Depuis qu’il a connu son épiphanie électronique, le pianiste Francesco Tristano n’a jamais pu se résoudre à choisir entre musique classique et électronique. Aux albums de classique, où le prodige luxembourgeois fait montre de l’étendue de sa technique en s’attaquant à Jean-Sébastien Bach (les concertos pour piano, les albums Long Walk ou bachCage en 2011, où il réinterprète aussi le répertoire de John Cage), répondent les disques ouvertement électroniques, entre dancefloor et expérimentations, publiés chez InFiné (Not For Piano, Auricle/Bio/On et Idiosynkrasia) ou Get Physical (le DJ-mix Body Language XIV).

Car Tristano est double. Diplômé de la prestigieuse école de musique new-yorkaise Juilliard School, il étudiait Bach le jour tout en faisant son éducation électronique dans les clubs de la ville la nuit. À l’heure du nouvel album, celui qui a collaboré avec Carl Craig a remonté la source de la techno originelle et remis devant des machines Derrick « Innovator » May, l’un des hommes à l’origine de la révolution de Detroit, qui n’avait pas passé autant de temps en studio depuis presque 20 ans, et a réalisé avec lui la moitié de son nouvel album Surface Tension, tout juste paru chez Transmat.

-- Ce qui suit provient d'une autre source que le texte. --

//! Resolved-tree cache using moka
//!
//! Trees are keyed by store generation and root name, so a tree built from
//! an old generation is never served once the store has moved on.

use crate::error::ResolveError;
use crate::tree::ResolvedTree;
use moka::sync::Cache;
use std::sync::Arc;

/// Statistics for cache monitoring
#[derive(Debug, Clone, Copy, Default, PartialEq, Eq)]
pub struct CacheStats {
    /// Approximate number of cached trees
    pub entry_count: u64,
}

/// Cache key: one root within one store generation
#[derive(Debug, Clone, PartialEq, Eq, Hash)]
pub struct TreeKey {
    /// Store generation
    pub generation: u64,
    /// Root issue name
    pub root: String,
}

impl TreeKey {
    /// Create key
    #[inline]
    #[must_use]
    pub fn new(generation: u64, root: impl Into<String>) -> Self {
        Self {
            generation,
            root: root.into(),
        }
    }
}

/// Concurrent cache of resolved trees
///
/// Only fully built trees are inserted. Concurrent requests for the same
/// key wait on a single build instead of racing; unrelated keys build in
/// parallel.
#[derive(Debug, Clone)]
pub struct TreeCache {
    inner: Cache<TreeKey, Arc<ResolvedTree>>,
}

impl TreeCache {
    /// Create cache with max capacity
    #[inline]
    #[must_use]
    pub fn new(max_capacity: u64) -> Self {
        Self {
            inner: Cache::new(max_capacity),
        }
    }

    /// Get a cached tree
    #[inline]
    #[must_use]
    pub fn get(&self, key: &TreeKey) -> Option<Arc<ResolvedTree>> {
        self.inner.get(key)
    }

    /// Get or build a tree
    ///
    /// `build` runs at most once per key among concurrent callers. A failed
    /// build caches nothing and every waiting caller receives the error.
    ///
    /// # Errors
    /// Returns the error produced by `build`
    pub fn try_get_or_insert_with<F>(
        &self,
        key: TreeKey,
        build: F,
    ) -> Result<Arc<ResolvedTree>, ResolveError>
    where
        F: FnOnce() -> Result<ResolvedTree, ResolveError>,
    {
        self.inner
            .try_get_with(key, || build().map(Arc::new))
            .map_err(|e| (*e).clone())
    }

    /// Invalidate a single entry
    #[inline]
    pub fn invalidate(&self, key: &TreeKey) {
        self.inner.invalidate(key);
    }

    /// Invalidate all entries
    #[inline]
    pub fn invalidate_all(&self) {
        self.inner.invalidate_all();
    }

    /// Check if a tree is cached for key
    #[inline]
    #[must_use]
    pub fn contains(&self, key: &TreeKey) -> bool {
        self.inner.contains_key(key)
    }

    /// Get cache statistics
    #[must_use]
    pub fn stats(&self) -> CacheStats {
        self.inner.run_pending_tasks();
        CacheStats {
            entry_count: self.inner.entry_count(),
        }
    }
}

impl Default for TreeCache {
    /// Create cache with default capacity
    fn default() -> Self {
        Self::new(crate::config::DEFAULT_CACHE_CAPACITY)
    }
}

#[cfg(test)]
mod tests {
    use super::*;
    use std::sync::atomic::{AtomicUsize, Ordering};
    use triage_model::{Address, Links, PresentationNode, Priority};

    fn tree(name: &str) -> ResolvedTree {
        ResolvedTree {
            root_name: name.to_string(),
            generation: 1,
            root: PresentationNode {
                title: name.to_string(),
                description: String::new(),
                priority: Priority::default(),
                version: None,
                remedy: String::new(),
                links: Links::default(),
                source_record_id: name.to_string(),
                address: Address::root(name),
                children: Vec::new(),
                is_reference_expansion: false,
                reference_origin: None,
            },
            skipped_references: Vec::new(),
        }
    }

    #[test]
    fn builds_once_per_key() {
        let cache = TreeCache::new(16);
        let calls = AtomicUsize::new(0);
        let key = TreeKey::new(1, "A");

        let first = cache
            .try_get_or_insert_with(key.clone(), || {
                calls.fetch_add(1, Ordering::SeqCst);
                Ok(tree("A"))
            })
            .unwrap();
        let second = cache
            .try_get_or_insert_with(key.clone(), || unreachable!("should use cached value"))
            .unwrap();

        assert!(Arc::ptr_eq(&first, &second));
        assert_eq!(calls.load(Ordering::SeqCst), 1);
        assert!(cache.contains(&key));
    }

    #[test]
    fn failed_build_is_not_cached() {
        let cache = TreeCache::new(16);
        let key = TreeKey::new(1, "A");

        let err = cache
            .try_get_or_insert_with(key.clone(), || Err(ResolveError::NotFound("A".into())))
            .unwrap_err();
        assert_eq!(err, ResolveError::NotFound("A".into()));
        assert!(!cache.contains(&key));
        assert!(cache.get(&key).is_none());
    }

    #[test]
    fn generations_do_not_collide() {
        let cache = TreeCache::new(16);
        cache
            .try_get_or_insert_with(TreeKey::new(1, "A"), || Ok(tree("A")))
            .unwrap();
        assert!(cache.get(&TreeKey::new(2, "A")).is_none());
    }

    #[test]
    fn invalidation() {
        let cache = TreeCache::default();
        let key = TreeKey::new(1, "A");
        cache.try_get_or_insert_with(key.clone(), || Ok(tree("A"))).unwrap();
        cache
            .try_get_or_insert_with(TreeKey::new(1, "B"), || Ok(tree("B")))
            .unwrap();
        assert_eq!(cache.stats().entry_count, 2);

        cache.invalidate(&key);
        assert!(!cache.contains(&key));

        cache.invalidate_all();
        assert!(cache.get(&TreeKey::new(1, "B")).is_none());
    }
}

Né de p:anorig, un projet live lancé à Sónar, où le pianiste s’était entouré de pléthore de claviers et de machines (mais d’aucun piano), Surface Tension a évolué en un projet concret enregistré dans le studio de Tristano, où la paire de producteurs a pu piocher dans la collection de machines accumulées par le pianiste au fil des ans. Mi-album solo, mi-album collaboratif, le disque tire pleinement parti de cet équipement, exploité avec déférence mais intelligence par les deux comparses le temps de huit longs titres aux univers sonores contrastés.

Si la patte de May se fait sentir sur les quatre titres qu’il a coproduit, exsudant une mélancolie que l’on retrouvait dans bien des sorties de l’âge d’or de Detroit (en particulier sur le très beau « Infinite Rise » et les remuants « In Da Minor » et « The Mentor »), la moitié où Tristano évolue en solo démontre que l’élève a dépassé par bien des égards ses maîtres. De l’exercice de style du remix piano/machine du « Merry Christmas Mr. Lawrence » de Ryuichi Sakamoto au groove pernicieux de « Rocco’s Bounce », où l’expérimentation sonore rejoint le dancefloor, jusqu’au fracassé « Xokolad », il prend des risques, tente de casser les codes, frôle parfois le délit de perfectionnisme, sans jamais y succomber totalement. Et s’il manque parfois un peu de lâcher prise, la maîtrise totale de ce Surface Tension balaie toutes les critiques.